VMs are composed of fixed configuration and disk files, so it's easy to grab a copy of a machine's resource profile, snag the associated disk files, and spin it up anywhere, anytime. And VMware and Microsoft have improved this functionality.
Do you store your VM images on a SAN? Want to back up your machines while they're still running? Snapshot-compatible backup applications that leverage vendor APIs to do the heavy lifting are available for the major hypervisors. They make API calls to take snapshots of VMs prior to starting the backup process. Changes are redirected to a change file instead of the original volume. The machine is backed up, even if clients are using it, and the snapshot is destroyed.
VMware has performed backups this way since ESX 2.0, but it required the use of a VMware Consolidated Backup proxy server. This meant IT had to deal with tedious configuration requirements, and the underlying storage system was saddled with a significant amount of read I/O during backups.

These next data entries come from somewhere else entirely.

// SPDX-License-Identifier: BUSL-1.1
// Copyright (c) 2026 Alfred Jean LLC

//! Connection-level scenarios: broker outage and recovery cadence,
//! lifecycle events, cascading disposal.

use std::time::Duration;

use tether::{LinkError, LinkEvent, OutboundMessage, ShutdownInitiator};
use tether_specs::{build_link, eventually, fast_config, init_tracing, ChaosBroker};
use tokio_util::sync::CancellationToken;

// ── S3: connection drop ───────────────────────────────────────────────────

#[tokio::test]
async fn broker_outage_reconnects_with_single_events() -> anyhow::Result<()> {
    init_tracing();
    let broker = ChaosBroker::new();
    let link = build_link(&broker)?;
    let mut events = link.events();
    link.initialize();
    eventually("initial connect", || link.is_connected()).await;
    assert!(matches!(events.recv().await?, LinkEvent::Connected));
    let attempts_before = broker.connect_attempts();

    // Take the broker away for roughly three recovery intervals.
    broker.refuse_next_connects(3);
    broker.drop_connection();

    match events.recv().await? {
        LinkEvent::Disconnected { initiator, .. } => {
            assert_eq!(initiator, ShutdownInitiator::Peer);
        }
        other => anyhow::bail!("expected Disconnected, got {other:?}"),
    }
    assert!(matches!(events.recv().await?, LinkEvent::Connected));
    eventually("reconnected", || link.is_connected()).await;

    // One refused attempt per recovery interval, then the success.
    assert_eq!(broker.connect_attempts() - attempts_before, 4);
    assert_eq!(broker.connection_count(), 2);

    // Exactly one Disconnected and one Connected: the feed is quiet now.
    tokio::time::sleep(Duration::from_millis(60)).await;
    assert!(matches!(
        events.try_recv(),
        Err(tokio::sync::broadcast::error::TryRecvError::Empty)
    ));
    link.dispose().await;
    Ok(())
}

#[tokio::test]
async fn reconnect_cadence_respects_the_recovery_interval() -> anyhow::Result<()> {
    init_tracing();
    let broker = ChaosBroker::new();
    broker.refuse_next_connects(4);
    let link = build_link(&broker)?;

    let started = tokio::time::Instant::now();
    link.initialize();
    eventually("connected after refusals", || link.is_connected()).await;

    // Four failures sleep the interval each before the fifth succeeds.
    let minimum = fast_config().connection_recovery_interval * 4;
    assert!(started.elapsed() >= minimum, "reconnect cadence ran too hot");
    assert_eq!(broker.connect_attempts(), 5);
    link.dispose().await;
    Ok(())
}

#[tokio::test]
async fn dependent_channels_recover_with_the_connection() -> anyhow::Result<()> {
    init_tracing();
    let broker = ChaosBroker::new();
    let link = build_link(&broker)?;
    link.initialize();

    let producer = link.producer().build();
    let cancel = CancellationToken::new();
    producer.publish(OutboundMessage::bytes("before").to_exchange("e"), &cancel).await?;

    broker.drop_connection();
    // The same producer keeps working once the link heals.
    producer.publish(OutboundMessage::bytes("after").to_exchange("e"), &cancel).await?;

    let connections: Vec<u32> = broker.published().iter().map(|p| p.connection).collect();
    assert_eq!(connections, vec![1, 2]);
    link.dispose().await;
    Ok(())
}

// ── disposal ──────────────────────────────────────────────────────────────

#[tokio::test]
async fn dispose_is_terminal() -> anyhow::Result<()> {
    init_tracing();
    let broker = ChaosBroker::new();
    let link = build_link(&broker)?;
    link.initialize();
    eventually("connected", || link.is_connected()).await;

    let producer = link.producer().build();
    link.dispose().await;

    let cancel = CancellationToken::new();
    let result = producer.publish(OutboundMessage::bytes("late").to_exchange("e"), &cancel).await;
    assert_eq!(result.unwrap_err(), LinkError::Disposed);

    // No reconnect attempts happen after disposal.
    let attempts = broker.connect_attempts();
    tokio::time::sleep(Duration::from_millis(100)).await;
    assert_eq!(broker.connect_attempts(), attempts);
    Ok(())
}

#[tokio::test]
async fn queued_publishes_survive_an_outage_window() -> anyhow::Result<()> {
    init_tracing();
    let broker = ChaosBroker::new();
    let link = build_link(&broker)?;
    link.initialize();
    let producer = link.producer().build();
    let cancel = CancellationToken::new();
    producer.publish(OutboundMessage::bytes("warm-up").to_exchange("e"), &cancel).await?;

    // Outage: drop and refuse a couple of reconnects, publish meanwhile.
    broker.refuse_next_connects(2);
    broker.drop_connection();
    let held = producer
        .publish_deferred(OutboundMessage::bytes("held").to_exchange("e"), &cancel)
        .await?;

    held.await?;
    let bodies: Vec<_> = broker.published().iter().map(|p| p.body.clone()).collect();
    assert_eq!(bodies.last().map(|b| b.as_ref()), Some(&b"held"[..]));
    link.dispose().await;
    Ok(())
}

#[tokio::test]
async fn blocked_broker_defers_publishes_until_unblocked() -> anyhow::Result<()> {
    init_tracing();
    let broker = ChaosBroker::new();
    let link = build_link(&broker)?;
    link.initialize();
    let producer = link.producer().build();
    let cancel = CancellationToken::new();
    producer.publish(OutboundMessage::bytes("warm-up").to_exchange("e"), &cancel).await?;

    broker.block("memory alarm");
    tokio::time::sleep(Duration::from_millis(30)).await;
    let held = producer
        .publish_deferred(OutboundMessage::bytes("held").to_exchange("e"), &cancel)
        .await?;
    tokio::time::sleep(Duration::from_millis(50)).await;
    assert_eq!(broker.published().len(), 1, "publish went out while blocked");

    broker.unblock();
    held.await?;
    assert_eq!(broker.published().len(), 2);
    link.dispose().await;
    Ok(())
}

Users griped, so VMware has eliminated VCB in favor of an integrated API called vStorage APIs for Data Protection. VADP is invoked directly by a backup application and is a configuration-free feature of vSphere.
Third-party virtualization backup providers such as Veeam have taken full advantage of VADP and its Microsoft equivalent, Volume Shadow Copy Service, to deliver low-cost, highly effective, VM-level backup at a reasonable price.
Virtualization APIs can also grab flat-file backups from guest virtual machines, and products that already excel at flat-file backups can leverage the APIs to do so better and with a smaller footprint. But most exciting is underlying storage's involvement in the backup process.
The latest storage APIs from VMware, and to a lesser extent Microsoft, use the horsepower of the storage arrays to make copies of data to be backed up. This approach works provided the storage array has enough spare capacity to accommodate the I/O. Doing the backup itself requires an API-compatible backup product for VMware. Acronis, CommVault, EMC, Hewlett-Packard, Quest, Symantec, and Syncsort are API certified. Using hardware-assisted copy requires a SAN that's compatible with vStorage API for Array Integration. Three vendors have VAAI-ready SANs, according to the latest VMware hardware compatibility list: FalconStor, LeftHand, and HP.
Other advances are transforming backup. For instance, imagine running traditional network- or agent-based backup over the internal hypervisor instead of across conventional network links. VMware's Virtual Machine Communication Interface allows machines on the same host to read data from one another at the speed of the internal machine bus. It's fast, particularly for large transfers or where the data is in running memory. One example is SQL Server, which is designed to keep as much data as possible in memory for faster reads and queries.
Note that you'll need to upgrade to vSphere 4 or later to take advantage of these APIs.
Jake McTigue is president of McTigue Analytics.